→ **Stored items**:
== Segment start ==

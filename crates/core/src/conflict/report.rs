//! Conflict reports built from a conflicted git2 index.

use git2::{Index, IndexEntry, Oid, Repository};
use serde::Serialize;
use tracing::{debug, warn};

use super::merger::Merger;
use crate::db::Database;
use crate::errors::DatabaseError;
use crate::models::UpdateStrategy;

/// Files larger than this are reported without content.
const MAX_CONTENT_BYTES: usize = 512 * 1024;

/// One conflicted path.
#[derive(Debug, Clone, Serialize)]
pub struct FileConflict {
    pub path: String,
    pub base_content: Option<String>,
    pub ours_content: Option<String>,
    pub theirs_content: Option<String>,
    /// Merged text with conflict markers, for text files.
    pub merged_preview: Option<String>,
    /// Number of conflicting regions (1 for binary or add/delete conflicts).
    pub region_count: usize,
}

/// All conflicts from one failed merge or replayed commit.
#[derive(Debug, Clone, Serialize)]
pub struct ConflictReport {
    pub strategy: UpdateStrategy,
    /// The commit being replayed when a rebase stopped.
    pub commit: Option<String>,
    pub files: Vec<FileConflict>,
}

impl ConflictReport {
    /// Collect the conflicted entries of `index`.
    pub fn from_index(
        repo: &Repository,
        index: &Index,
        strategy: UpdateStrategy,
        commit: Option<Oid>,
    ) -> Result<Self, git2::Error> {
        let mut files = Vec::new();
        for conflict in index.conflicts()? {
            let conflict = conflict?;
            let path = [&conflict.our, &conflict.their, &conflict.ancestor]
                .into_iter()
                .flatten()
                .next()
                .map(|entry| String::from_utf8_lossy(&entry.path).into_owned())
                .unwrap_or_default();

            let base = load_text(repo, conflict.ancestor.as_ref());
            let ours = load_text(repo, conflict.our.as_ref());
            let theirs = load_text(repo, conflict.their.as_ref());

            let (merged_preview, region_count) = match (&base, &ours, &theirs) {
                (Some(b), Some(o), Some(t)) => {
                    let result = Merger::three_way_merge(b, o, t);
                    let regions = result.conflict_markers.len().max(1);
                    (Some(result.merged_content), regions)
                }
                _ => (None, 1),
            };

            files.push(FileConflict {
                path,
                base_content: base,
                ours_content: ours,
                theirs_content: theirs,
                merged_preview,
                region_count,
            });
        }
        files.sort_by(|a, b| a.path.cmp(&b.path));
        debug!(files = files.len(), %strategy, "collected conflicts");
        Ok(Self {
            strategy,
            commit: commit.map(|c| c.to_string()),
            files,
        })
    }

    pub fn paths(&self) -> Vec<String> {
        self.files.iter().map(|f| f.path.clone()).collect()
    }

    /// Replace any earlier report for `pull_id` with this one.
    pub fn record(&self, db: &Database, pull_id: i64) -> Result<(), DatabaseError> {
        db.clear_conflicts_for_pull(pull_id)?;
        let strategy = self.strategy.to_string();
        for file in &self.files {
            db.insert_conflict(
                pull_id,
                &strategy,
                self.commit.as_deref(),
                &file.path,
                file.base_content.as_deref(),
                file.ours_content.as_deref(),
                file.theirs_content.as_deref(),
                file.merged_preview.as_deref(),
                file.region_count as i64,
            )?;
        }
        Ok(())
    }
}

/// Blob content of an index entry if it is reasonably small UTF-8 text.
fn load_text(repo: &Repository, entry: Option<&IndexEntry>) -> Option<String> {
    let entry = entry?;
    let blob = match repo.find_blob(entry.id) {
        Ok(blob) => blob,
        Err(e) => {
            warn!(id = %entry.id, error = %e, "conflicted blob missing");
            return None;
        }
    };
    if blob.is_binary() || blob.size() > MAX_CONTENT_BYTES {
        return None;
    }
    String::from_utf8(blob.content().to_vec()).ok()
}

== Segment end ==

→ **Task goal**:
Give every line above again, word for word.

→ **Exercise solution**:
filename crates/core/src/conflict/report.rs
//! Conflict reports built from a conflicted git2 index.

use git2::{Index, IndexEntry, Oid, Repository};
use serde::Serialize;
use tracing::{debug, warn};

use super::merger::Merger;
use crate::db::Database;
use crate::errors::DatabaseError;
use crate::models::UpdateStrategy;

/// Files larger than this are reported without content.
const MAX_CONTENT_BYTES: usize = 512 * 1024;

/// One conflicted path.
#[derive(Debug, Clone, Serialize)]
pub struct FileConflict {
    pub path: String,
    pub base_content: Option<String>,
    pub ours_content: Option<String>,
    pub theirs_content: Option<String>,
    /// Merged text with conflict markers, for text files.
    pub merged_preview: Option<String>,
    /// Number of conflicting regions (1 for binary or add/delete conflicts).
    pub region_count: usize,
}

/// All conflicts from one failed merge or replayed commit.
#[derive(Debug, Clone, Serialize)]
pub struct ConflictReport {
    pub strategy: UpdateStrategy,
    /// The commit being replayed when a rebase stopped.
    pub commit: Option<String>,
    pub files: Vec<FileConflict>,
}

impl ConflictReport {
    /// Collect the conflicted entries of `index`.
    pub fn from_index(
        repo: &Repository,
        index: &Index,
        strategy: UpdateStrategy,
        commit: Option<Oid>,
    ) -> Result<Self, git2::Error> {
        let mut files = Vec::new();
        for conflict in index.conflicts()? {
            let conflict = conflict?;
            let path = [&conflict.our, &conflict.their, &conflict.ancestor]
                .into_iter()
                .flatten()
                .next()
                .map(|entry| String::from_utf8_lossy(&entry.path).into_owned())
                .unwrap_or_default();

            let base = load_text(repo, conflict.ancestor.as_ref());
            let ours = load_text(repo, conflict.our.as_ref());
            let theirs = load_text(repo, conflict.their.as_ref());

            let (merged_preview, region_count) = match (&base, &ours, &theirs) {
                (Some(b), Some(o), Some(t)) => {
                    let result = Merger::three_way_merge(b, o, t);
                    let regions = result.conflict_markers.len().max(1);
                    (Some(result.merged_content), regions)
                }
                _ => (None, 1),
            };

            files.push(FileConflict {
                path,
                base_content: base,
                ours_content: ours,
                theirs_content: theirs,
                merged_preview,
                region_count,
            });
        }
        files.sort_by(|a, b| a.path.cmp(&b.path));
        debug!(files = files.len(), %strategy, "collected conflicts");
        Ok(Self {
            strategy,
            commit: commit.map(|c| c.to_string()),
            files,
        })
    }

    pub fn paths(&self) -> Vec<String> {
        self.files.iter().map(|f| f.path.clone()).collect()
    }

    /// Replace any earlier report for `pull_id` with this one.
    pub fn record(&self, db: &Database, pull_id: i64) -> Result<(), DatabaseError> {
        db.clear_conflicts_for_pull(pull_id)?;
        let strategy = self.strategy.to_string();
        for file in &self.files {
            db.insert_conflict(
                pull_id,
                &strategy,
                self.commit.as_deref(),
                &file.path,
                file.base_content.as_deref(),
                file.ours_content.as_deref(),
                file.theirs_content.as_deref(),
                file.merged_preview.as_deref(),
                file.region_count as i64,
            )?;
        }
        Ok(())
    }
}

/// Blob content of an index entry if it is reasonably small UTF-8 text.
fn load_text(repo: &Repository, entry: Option<&IndexEntry>) -> Option<String> {
    let entry = entry?;
    let blob = match repo.find_blob(entry.id) {
        Ok(blob) => blob,
        Err(e) => {
            warn!(id = %entry.id, error = %e, "conflicted blob missing");
            return None;
        }
    };
    if blob.is_binary() || blob.size() > MAX_CONTENT_BYTES {
        return None;
    }
    String::from_utf8(blob.content().to_vec()).ok()
}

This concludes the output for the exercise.